> [Task brief] Would you return the lines between the one holding "num_chars: char_count(&doc.text) as" and the one holding "postings: freqs.len(), ..IndexStats::default()", inclusive, and only those, exactly as they stand in the listing below?

[Start of section]

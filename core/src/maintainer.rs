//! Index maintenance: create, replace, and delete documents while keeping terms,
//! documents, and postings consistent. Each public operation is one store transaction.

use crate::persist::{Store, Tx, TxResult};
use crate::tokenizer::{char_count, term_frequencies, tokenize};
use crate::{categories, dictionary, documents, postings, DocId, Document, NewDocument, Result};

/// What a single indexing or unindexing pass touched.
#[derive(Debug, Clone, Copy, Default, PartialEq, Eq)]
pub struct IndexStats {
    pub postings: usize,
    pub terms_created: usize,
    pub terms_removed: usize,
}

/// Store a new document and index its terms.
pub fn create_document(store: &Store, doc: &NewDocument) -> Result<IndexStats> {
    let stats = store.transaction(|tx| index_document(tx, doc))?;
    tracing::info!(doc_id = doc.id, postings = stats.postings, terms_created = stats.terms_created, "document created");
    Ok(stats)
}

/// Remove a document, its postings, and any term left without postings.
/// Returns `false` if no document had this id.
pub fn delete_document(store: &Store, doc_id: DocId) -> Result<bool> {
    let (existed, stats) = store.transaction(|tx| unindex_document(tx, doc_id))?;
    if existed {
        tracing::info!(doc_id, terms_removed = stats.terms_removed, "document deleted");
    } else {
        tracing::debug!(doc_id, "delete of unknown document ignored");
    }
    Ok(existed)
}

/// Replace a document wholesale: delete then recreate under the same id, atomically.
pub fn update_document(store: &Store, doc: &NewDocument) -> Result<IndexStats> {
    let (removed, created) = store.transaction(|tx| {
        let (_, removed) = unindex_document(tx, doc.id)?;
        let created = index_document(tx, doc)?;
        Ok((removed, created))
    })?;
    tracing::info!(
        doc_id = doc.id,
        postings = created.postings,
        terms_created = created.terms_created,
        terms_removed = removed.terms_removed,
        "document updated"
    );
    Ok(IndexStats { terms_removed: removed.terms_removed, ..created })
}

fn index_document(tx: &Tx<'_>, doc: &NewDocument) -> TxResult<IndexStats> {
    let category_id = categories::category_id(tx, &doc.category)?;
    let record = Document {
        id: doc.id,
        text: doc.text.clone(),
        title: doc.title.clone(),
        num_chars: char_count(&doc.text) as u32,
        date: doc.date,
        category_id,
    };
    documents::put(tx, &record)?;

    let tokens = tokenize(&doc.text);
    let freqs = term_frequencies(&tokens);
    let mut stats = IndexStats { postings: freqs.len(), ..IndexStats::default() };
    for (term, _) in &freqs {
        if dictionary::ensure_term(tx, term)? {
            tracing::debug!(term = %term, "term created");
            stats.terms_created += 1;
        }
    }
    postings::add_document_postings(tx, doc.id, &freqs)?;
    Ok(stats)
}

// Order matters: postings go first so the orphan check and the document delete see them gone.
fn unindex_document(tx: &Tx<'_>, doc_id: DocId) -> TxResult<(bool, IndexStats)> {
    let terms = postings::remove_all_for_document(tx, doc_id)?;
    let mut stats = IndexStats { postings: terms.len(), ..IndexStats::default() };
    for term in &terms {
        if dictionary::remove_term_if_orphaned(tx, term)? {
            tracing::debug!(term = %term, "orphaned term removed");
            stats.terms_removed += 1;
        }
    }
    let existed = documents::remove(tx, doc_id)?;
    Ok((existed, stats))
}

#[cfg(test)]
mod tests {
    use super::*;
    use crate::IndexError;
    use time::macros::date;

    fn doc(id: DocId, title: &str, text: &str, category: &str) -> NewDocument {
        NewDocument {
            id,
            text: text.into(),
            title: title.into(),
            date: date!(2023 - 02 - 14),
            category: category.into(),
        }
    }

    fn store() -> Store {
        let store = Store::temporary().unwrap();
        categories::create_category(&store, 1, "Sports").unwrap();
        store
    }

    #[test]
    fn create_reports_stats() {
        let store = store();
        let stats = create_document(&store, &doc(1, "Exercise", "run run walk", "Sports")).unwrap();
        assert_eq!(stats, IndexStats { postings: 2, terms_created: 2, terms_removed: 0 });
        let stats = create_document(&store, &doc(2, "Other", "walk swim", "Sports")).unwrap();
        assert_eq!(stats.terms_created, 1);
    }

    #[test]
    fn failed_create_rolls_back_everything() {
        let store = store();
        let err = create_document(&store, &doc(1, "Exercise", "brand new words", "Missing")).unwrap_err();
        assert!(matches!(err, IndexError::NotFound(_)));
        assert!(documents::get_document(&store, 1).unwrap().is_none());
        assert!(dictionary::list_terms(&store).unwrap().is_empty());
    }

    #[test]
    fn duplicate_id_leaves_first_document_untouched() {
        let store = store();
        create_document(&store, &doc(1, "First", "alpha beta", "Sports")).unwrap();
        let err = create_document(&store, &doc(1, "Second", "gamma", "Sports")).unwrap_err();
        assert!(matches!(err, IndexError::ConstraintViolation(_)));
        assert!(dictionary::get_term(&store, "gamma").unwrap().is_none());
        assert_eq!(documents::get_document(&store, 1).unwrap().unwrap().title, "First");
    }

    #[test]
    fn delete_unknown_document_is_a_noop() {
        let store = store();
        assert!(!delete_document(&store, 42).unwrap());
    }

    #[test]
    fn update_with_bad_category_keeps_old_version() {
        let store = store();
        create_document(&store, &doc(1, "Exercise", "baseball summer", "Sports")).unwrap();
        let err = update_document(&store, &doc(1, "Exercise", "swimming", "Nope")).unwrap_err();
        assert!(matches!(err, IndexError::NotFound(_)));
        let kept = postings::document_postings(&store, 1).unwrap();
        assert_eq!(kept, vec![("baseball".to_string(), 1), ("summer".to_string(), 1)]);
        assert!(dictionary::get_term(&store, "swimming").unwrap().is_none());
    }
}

[End of section]

> [Result for this task]
        num_chars: char_count(&doc.text) as u32,
        date: doc.date,
        category_id,
    };
    documents::put(tx, &record)?;

    let tokens = tokenize(&doc.text);
    let freqs = term_frequencies(&tokens);
    let mut stats = IndexStats { postings: freqs.len(), ..IndexStats::default() };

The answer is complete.